What lines in the data hold the string "PartialEq"? Show them.

══════

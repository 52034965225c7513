//! Optimistic message mutations.
//!
//! A mutation is applied to the local window at once and recorded in the
//! [`PendingLedger`] together with the message as it was before. Every
//! incoming snapshot of that message is then reconciled against the ledger:
//!
//! - the snapshot already reflects the mutation: the remote copy is used and
//!   the entry is retired once the write has also confirmed;
//! - the snapshot still shows the pre-mutation state (it predates the
//!   write): the mutation is re-applied on top so the view does not flicker;
//! - anything else is a conflicting remote change: the remote copy wins and
//!   a later failure of our write no longer rolls anything back.

use std::fmt;

use futures::future::BoxFuture;

use duet_shared::{MessageId, UserId};
use duet_store::Message;

/// Local identifier of one optimistic write.
#[derive(Debug, Clone, Copy, PartialEq, Eq, Hash, PartialOrd, Ord)]
pub struct WriteId(u64);

impl fmt::Display for WriteId {
    fn fmt(&self, f: &mut fmt::Formatter<'_>) -> fmt::Result {
        write!(f, "w{}", self.0)
    }
}

/// Monotonic [`WriteId`] source.
#[derive(Debug, Default)]
pub struct WriteIds {
    next: u64,
}

impl WriteIds {
    pub fn next(&mut self) -> WriteId {
        self.next += 1;
        WriteId(self.next)
    }
}

/// An optimistic change whose backing write has not been awaited yet.
pub struct PendingWrite {
    pub id: WriteId,
    pub write: BoxFuture<'static, duet_store::Result<()>>,
}

impl fmt::Debug for PendingWrite {
    fn fmt(&self, f: &mut fmt::Formatter<'_>) -> fmt::Result {
        f.debug_struct("PendingWrite").field("id", &self.id).finish_non_exhaustive()
    }
}

#[derive(Debug, Clone, PartialEq, Eq)]
pub enum MessageMutation {
    Edit { text: String },
    Delete,
    /// The acting user's reaction after the toggle (`None` = removed).
    React { uid: UserId, emoji: Option<String> },
}

impl MessageMutation {
    pub fn apply(&self, message: &mut Message) {
        match self {
            MessageMutation::Edit { text } => {
                message.text = text.clone();
                message.edited = true;
            }
            MessageMutation::Delete => message.tombstone(),
            MessageMutation::React { uid, emoji } => match emoji {
                Some(emoji) => {
                    message.reactions.insert(uid.clone(), emoji.clone());
                }
                None => {
                    message.reactions.remove(uid);
                }
            },
        }
    }

    /// Restore the fields this mutation touched.
    pub fn rollback(&self, message: &mut Message, before: &Message) {
        match self {
            MessageMutation::Edit { .. } => {
                message.text = before.text.clone();
                message.edited = before.edited;
            }
            MessageMutation::Delete => *message = before.clone(),
            MessageMutation::React { .. } => message.reactions = before.reactions.clone(),
        }
    }

    fn reflected_in(&self, message: &Message) -> bool {
        match self {
            MessageMutation::Edit { text } => {
                !message.is_deleted && message.edited && message.text == *text
            }
            MessageMutation::Delete => message.is_deleted,
            MessageMutation::React { uid, emoji } => {
                !message.is_deleted && message.reactions.get(uid) == emoji.as_ref()
            }
        }
    }

    fn unchanged_since(&self, message: &Message, before: &Message) -> bool {
        if message.is_deleted != before.is_deleted {
            return false;
        }
        match self {
            MessageMutation::Edit { .. } => {
                message.text == before.text && message.edited == before.edited
            }
            MessageMutation::Delete => true,
            MessageMutation::React { uid, .. } => message.reactions.get(uid) == before.reactions.get(uid),
        }
    }

    pub fn describe(&self) -> &'static str {
        match self {
            MessageMutation::Edit { .. } => "edit",
            MessageMutation::Delete => "delete",
            MessageMutation::React { .. } => "reaction",
        }
    }
}

#[derive(Debug, Clone)]
struct PendingOp {
    id: WriteId,
    message_id: MessageId,
    mutation: MessageMutation,
    before: Message,
    /// The write returned success.
    confirmed: bool,
    /// A snapshot already settled the outcome (reflected or conflicting).
    remote_settled: bool,
}

/// What to undo after a failed write.
#[derive(Debug, Clone)]
pub struct Rollback {
    pub message_id: MessageId,
    pub mutation: MessageMutation,
    pub before: Message,
}

impl Rollback {
    pub fn apply(&self, message: &mut Message) {
        self.mutation.rollback(message, &self.before);
    }
}

#[derive(Debug, Default)]
pub struct PendingLedger {
    ids: WriteIds,
    ops: Vec<PendingOp>,
}

impl PendingLedger {
    pub fn new() -> Self {
        Self::default()
    }

    /// Record a mutation already applied locally to a message that looked
    /// like `before`.
    pub fn begin(&mut self, mutation: MessageMutation, before: Message) -> WriteId {
        let id = self.ids.next();
        self.ops.push(PendingOp {
            id,
            message_id: before.id.clone(),
            mutation,
            before,
            confirmed: false,
            remote_settled: false,
        });
        id
    }

    pub fn is_pending(&self, id: WriteId) -> bool {
        self.ops.iter().any(|op| op.id == id)
    }

    pub fn len(&self) -> usize {
        self.ops.len()
    }

    pub fn is_empty(&self) -> bool {
        self.ops.is_empty()
    }

    /// Fold outstanding mutations into a fresh remote copy of a message.
    pub fn reconcile(&mut self, incoming: &mut Message) {
        for op in self.ops.iter_mut() {
            if op.message_id != incoming.id || op.remote_settled {
                continue;
            }
            if op.mutation.reflected_in(incoming) {
                op.remote_settled = true;
            } else if op.mutation.unchanged_since(incoming, &op.before) {
                op.mutation.apply(incoming);
            } else {
                tracing::debug!(
                    write = %op.id,
                    message = %op.message_id,
                    kind = op.mutation.describe(),
                    "remote change supersedes optimistic write"
                );
                op.remote_settled = true;
            }
        }
        self.ops.retain(|op| !(op.remote_settled && op.confirmed));
    }

    /// The write succeeded. The entry stays until a snapshot reflects it.
    pub fn confirm(&mut self, id: WriteId) {
        if let Some(op) = self.ops.iter_mut().find(|op| op.id == id) {
            op.confirmed = true;
        }
        self.ops.retain(|op| !(op.remote_settled && op.confirmed));
    }

    pub fn message_of(&self, id: WriteId) -> Option<&MessageId> {
        self.ops.iter().find(|op| op.id == id).map(|op| &op.message_id)
    }

    /// The write succeeded on a message no snapshot will cover again.
    pub fn retire(&mut self, id: WriteId) {
        self.ops.retain(|op| op.id != id);
    }

    /// Drop confirmed writes whose message `still_covered` rejects.
    pub fn retire_confirmed(&mut self, still_covered: impl Fn(&MessageId) -> bool) {
        self.ops.retain(|op| !op.confirmed || still_covered(&op.message_id));
    }

    /// The write failed. Returns what to undo, or `None` when a remote
    /// change already took precedence.
    pub fn fail(&mut self, id: WriteId) -> Option<Rollback> {
        let pos = self.ops.iter().position(|op| op.id == id)?;
        let op = self.ops.remove(pos);
        if op.remote_settled {
            return None;
        }
        Some(Rollback {
            message_id: op.message_id,
            mutation: op.mutation,
            before: op.before,
        })
    }
}
//! Presence heartbeat.
//!
//! Writes `isOnline=true` when started, again on every interval tick and
//! whenever the app becomes visible again, and `isOnline=false` when
//! stopped. All writes are best-effort.

use std::sync::Arc;
use std::time::Duration;

use async_trait::async_trait;
use tokio::sync::mpsc;
use tokio::task::JoinHandle;
use tokio::time::{interval, MissedTickBehavior};
use tracing::{debug, warn};

use duet_shared::identity::PresenceAdapter;
use duet_shared::{IdentityError, UserId};
use duet_store::{ChatStore, ProfileStore};

/// Publishes presence on the profile and copies it into `userDetails` of
/// every chat the user is in, where sessions and the chat list read it.
#[derive(Clone)]
pub struct ChatPresence {
    profiles: ProfileStore,
    chats: ChatStore,
}

impl ChatPresence {
    pub fn new(profiles: ProfileStore, chats: ChatStore) -> Self {
        Self { profiles, chats }
    }
}

#[async_trait]
impl PresenceAdapter for ChatPresence {
    async fn set_presence(&self, uid: &UserId, is_online: bool) -> Result<(), IdentityError> {
        self.profiles.set_presence(uid, is_online).await?;

        let chats = match self.chats.list_for_user(uid).await {
            Ok(chats) => chats,
            Err(e) => {
                warn!(uid = %uid, error = %e, "failed to list chats for presence");
                return Ok(());
            }
        };
        for chat in chats {
            if let Err(e) = self.chats.set_participant_presence(&chat.id, uid, is_online).await {
                warn!(chat = %chat.id, uid = %uid, error = %e, "failed to mirror presence");
            }
        }
        Ok(())
    }
}

enum Command {
    Visible,
    Stop,
}

pub struct PresenceHeartbeat;

impl PresenceHeartbeat {
    pub fn start(adapter: Arc<dyn PresenceAdapter>, uid: UserId, every: Duration) -> PresenceHandle {
        let (tx, rx) = mpsc::unbounded_channel();
        let task = tokio::spawn(run(adapter, uid, every, rx));
        PresenceHandle { tx, task }
    }
}

/// Control handle for a running heartbeat.
pub struct PresenceHandle {
    tx: mpsc::UnboundedSender<Command>,
    task: JoinHandle<()>,
}

impl PresenceHandle {
    pub fn visibility_regained(&self) {
        let _ = self.tx.send(Command::Visible);
    }

    /// Write offline and wait for the task to finish.
    pub async fn stop(self) {
        let _ = self.tx.send(Command::Stop);
        if let Err(e) = self.task.await {
            warn!(error = %e, "presence task ended abnormally");
        }
    }
}

async fn run(
    adapter: Arc<dyn PresenceAdapter>,
    uid: UserId,
    every: Duration,
    mut rx: mpsc::UnboundedReceiver<Command>,
) {
    let mut ticker = interval(every);
    ticker.set_missed_tick_behavior(MissedTickBehavior::Delay);

    loop {
        tokio::select! {
            // The first tick completes immediately: online on start.
            _ = ticker.tick() => publish(adapter.as_ref(), &uid, true).await,
            cmd = rx.recv() => match cmd {
                Some(Command::Visible) => {
                    publish(adapter.as_ref(), &uid, true).await;
                    ticker.reset();
                }
                Some(Command::Stop) | None => {
                    publish(adapter.as_ref(), &uid, false).await;
                    break;
                }
            },
        }
    }
    debug!(uid = %uid, "presence heartbeat stopped");
}

async fn publish(adapter: &dyn PresenceAdapter, uid: &UserId, online: bool) {
    if let Err(e) = adapter.set_presence(uid, online).await {
        warn!(uid = %uid, online, error = %e, "presence update failed");
    }
}
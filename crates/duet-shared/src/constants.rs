use std::time::Duration;

/// Application name
pub const APP_NAME: &str = "Duet";

/// Maximum message length in characters
pub const MAX_MESSAGE_CHARS: usize = 1000;

/// Messages per live page and per backfill page
pub const DEFAULT_PAGE_SIZE: usize = 25;

/// Characters kept in a reply preview
pub const REPLY_PREVIEW_CHARS: usize = 100;

/// Typing indicator coalescing window
pub const TYPING_WINDOW: Duration = Duration::from_secs(3);

/// Presence heartbeat interval
pub const PRESENCE_HEARTBEAT: Duration = Duration::from_secs(120);

/// Consecutive messages closer than this are rendered as one group
pub const GROUPING_GAP_SECS: i64 = 180;

/// Text that replaces the body of a deleted message
pub const DELETED_PLACEHOLDER: &str = "This message was deleted.";

/// Body of the system message appended when a chat is created
pub const CONVERSATION_STARTED: &str = "Conversation started";

/// Sender id used for system messages
pub const SYSTEM_SENDER: &str = "system";

/// Moderation reason reported for clean text
pub const NO_VIOLATION: &str = "No violation";

/// Separator between the two uids of a chat id
pub const CHAT_ID_SEPARATOR: char = '_';

/// Minimum display name length
pub const MIN_DISPLAY_NAME_CHARS: usize = 3;

/// Minimum password length at sign-up
pub const MIN_PASSWORD_CHARS: usize = 6;

/// Reaction palette, in display order
pub const REACTION_PALETTE: [&str; 4] = ["👍", "❤️", "😂", "😮"];

/// Preview shown for a chat without messages
pub const EMPTY_CHAT_PREVIEW: &str = "No messages yet";
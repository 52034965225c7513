//! # duet-shared
//!
//! Types shared by every Duet crate: identifiers, protocol constants, input
//! validation, the moderation gate and the identity/presence boundary.

pub mod constants;
pub mod error;
pub mod identity;
pub mod moderation;
pub mod types;
pub mod validation;

pub use error::{AuthError, AuthFlow, IdentityError, ModerationError, ValidationError};
pub use types::{ChatId, MessageId, UserId};
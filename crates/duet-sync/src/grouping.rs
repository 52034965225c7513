use duet_shared::constants::GROUPING_GAP_SECS;
use duet_store::Message;

/// Whether `next` renders as a continuation of `prev`: same sender, neither
/// is a system message, and less than three minutes apart.
pub fn groups_with(prev: &Message, next: &Message) -> bool {
    if prev.is_system() || next.is_system() || prev.sender_id != next.sender_id {
        return false;
    }
    let gap = next.created_at - prev.created_at;
    gap.num_milliseconds().abs() < GROUPING_GAP_SECS * 1000
}

/// For each message of an ascending slice, whether it starts a new group.
pub fn group_starts(messages: &[Message]) -> Vec<bool> {
    let mut starts = Vec::with_capacity(messages.len());
    for (i, message) in messages.iter().enumerate() {
        let continues = i > 0 && groups_with(&messages[i - 1], message);
        starts.push(!continues);
    }
    starts
}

══════

- [Expected output]:
#[derive(Debug, Clone, Copy, PartialEq, Eq, Hash, PartialOrd, Ord)]
#[derive(Debug, Clone, PartialEq, Eq)]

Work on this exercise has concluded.